The DNR asserts that this interpretation impermissibly rewrites the statute to read: “A permit may [only] be amended upon written application to the commissioner.” We are not persuaded. While the statutory language does not bar the DNR from requiring a party to file an application to amend the permit to mine, that does not answer the question of whether the language expressly authorizes the DNR to require a party to file an application to amend the permit to mine. The statute unambiguously provides a process for how a permit to mine may be amended—through an application by the permittee. The legislature provided no language that expressly empowers the DNR to affirmatively require a permittee to file such an application.
Our reading of the statute is consistent with the DNR's own regulation relating to amending a permit to mine. The DNR's promulgated regulation reads: “A proceeding for requesting an amendment of a permit to mine is commenced when the permittee files an application for an amendment with the commissioner.” Minn. R. 6130.5000, subp. 1 (2023). Consistent with our interpretation, the DNR's own regulation demonstrates that the process to amend a permit to mine commences when a permittee files an application. Id. The regulation—like the statute—does not expressly authorize the DNR to force a permittee to file an application.
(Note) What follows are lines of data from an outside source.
use mealbook_db::table::Recipe;
use mealbook_shared::clean_name;
use sea_query::{Expr, ExprTrait, Query, SqliteQueryBuilder};
use sea_query_sqlx::SqlxBinder;
use serde::Deserialize;
use validator::Validate;

#[derive(Validate, Clone, Debug, Deserialize)]
pub struct UpdateInput {
    #[validate(length(min = 1, max = 120))]
    pub name: String,
    #[serde(default)]
    #[validate(length(max = 4000))]
    pub description: String,
    #[validate(range(min = 1, max = 100))]
    pub servings: u32,
    #[serde(default)]
    #[validate(length(max = 20000))]
    pub instructions: String,
}

impl super::Command {
    /// Basic information only, lines and folder have their own operations.
    pub async fn update(
        &self,
        id: impl Into<String>,
        input: UpdateInput,
    ) -> mealbook_shared::Result<()> {
        let id = id.into();
        let input = UpdateInput {
            name: clean_name(&input.name),
            description: input.description.trim().to_owned(),
            instructions: input.instructions.trim().to_owned(),
            ..input
        };
        input.validate()?;

        let (sql, values) = Query::update()
            .table(Recipe::Table)
            .values([
                (Recipe::Name, input.name.into()),
                (Recipe::Description, input.description.into()),
                (Recipe::Servings, input.servings.into()),
                (Recipe::Instructions, input.instructions.into()),
                (Recipe::UpdatedAt, mealbook_shared::now().into()),
            ])
            .and_where(Expr::col(Recipe::Id).eq(&id))
            .build_sqlx(SqliteQueryBuilder);

        let result = sqlx::query_with(&sql, values)
            .execute(&self.write_db)
            .await?;

        if result.rows_affected() == 0 {
            mealbook_shared::not_found!("recipe {id}");
        }

        Ok(())
    }

    pub async fn move_to_folder(
        &self,
        id: impl Into<String>,
        folder_id: Option<String>,
    ) -> mealbook_shared::Result<()> {
        let id = id.into();
        let mut tx = self.write_db.begin().await?;

        if !super::recipe_exists(&mut tx, &id).await? {
            mealbook_shared::not_found!("recipe {id}");
        }

        if let Some(folder_id) = folder_id.as_deref() {
            if !crate::folder::folder_exists(&mut tx, folder_id).await? {
                mealbook_shared::not_found!("folder {folder_id}");
            }
        }

        let (sql, values) = Query::update()
            .table(Recipe::Table)
            .values([
                (Recipe::FolderId, folder_id.into()),
                (Recipe::UpdatedAt, mealbook_shared::now().into()),
            ])
            .and_where(Expr::col(Recipe::Id).eq(&id))
            .build_sqlx(SqliteQueryBuilder);

        sqlx::query_with(&sql, values).execute(&mut *tx).await?;
        tx.commit().await?;

        Ok(())
    }
}
use sea_query::{ColumnDef, Index, Table};

use crate::table::Recipe;

pub struct CreateTable;

super::operation!(
    CreateTable,
    Table::create()
        .table(Recipe::Table)
        .col(
            ColumnDef::new(Recipe::Id)
                .string()
                .not_null()
                .string_len(26)
                .primary_key(),
        )
        .col(ColumnDef::new(Recipe::FolderId).string().string_len(26).null())
        .col(ColumnDef::new(Recipe::Name).string().not_null())
        .col(ColumnDef::new(Recipe::Description).text().not_null().default(""))
        .col(ColumnDef::new(Recipe::Servings).integer().not_null().default(1))
        .col(ColumnDef::new(Recipe::Instructions).text().not_null().default(""))
        .col(ColumnDef::new(Recipe::SourceUrl).string().null())
        .col(ColumnDef::new(Recipe::Calories).double().not_null().default(0))
        .col(ColumnDef::new(Recipe::Protein).double().not_null().default(0))
        .col(
            ColumnDef::new(Recipe::Carbohydrates)
                .double()
                .not_null()
                .default(0),
        )
        .col(ColumnDef::new(Recipe::Fat).double().not_null().default(0))
        .col(ColumnDef::new(Recipe::CreatedAt).big_integer().not_null())
        .col(ColumnDef::new(Recipe::UpdatedAt).big_integer().null())
        .to_owned(),
    Table::drop().table(Recipe::Table).to_owned()
);

pub struct CreateFolderIdx;

super::operation!(
    CreateFolderIdx,
    Index::create()
        .name("idx_recipe_folder_id")
        .table(Recipe::Table)
        .col(Recipe::FolderId)
        .to_owned(),
    Index::drop()
        .name("idx_recipe_folder_id")
        .table(Recipe::Table)
        .to_owned()
);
Our interpretation is also consistent with Minnesota Supreme Court precedent. In Otter Tail Power, the supreme court addressed whether the Minnesota Public Utilities Commission (MPUC) could require a utility in a general rate proceeding to include the costs and revenues of a transmission line project in a separate, existing transmission cost recovery proceeding. 942 N.W.2d at 177-79. To determine whether the agency had express authority, the supreme court looked no further than the plain language of the statutes at issue. Id. at 180. One statutory provision provided that “[u]pon filing by a public utility or utilities providing transmission service, the [MPUC] may approve, reject, or modify ․ a tariff[.]” Minn. Stat. § 216B.16, subd. 7b(b) (2018). The second provision at issue provided that “[a] public utility may file annual rate adjustments to be applied to customer bills paid under the tariff[.]” Minn. Stat. § 216B.16, subd. 7b(c) (2018). The supreme court concluded that the statute created the transmission cost recovery process “as an optional financial tool available to a utility upon request.” Otter Tail Power, 942 N.W.2d at 180. The court held, “Certainly, nothing in [the statute], expressly authorizes the [agency] to compel or require a utility to use or modify” a request for transmission cost recovery. Id.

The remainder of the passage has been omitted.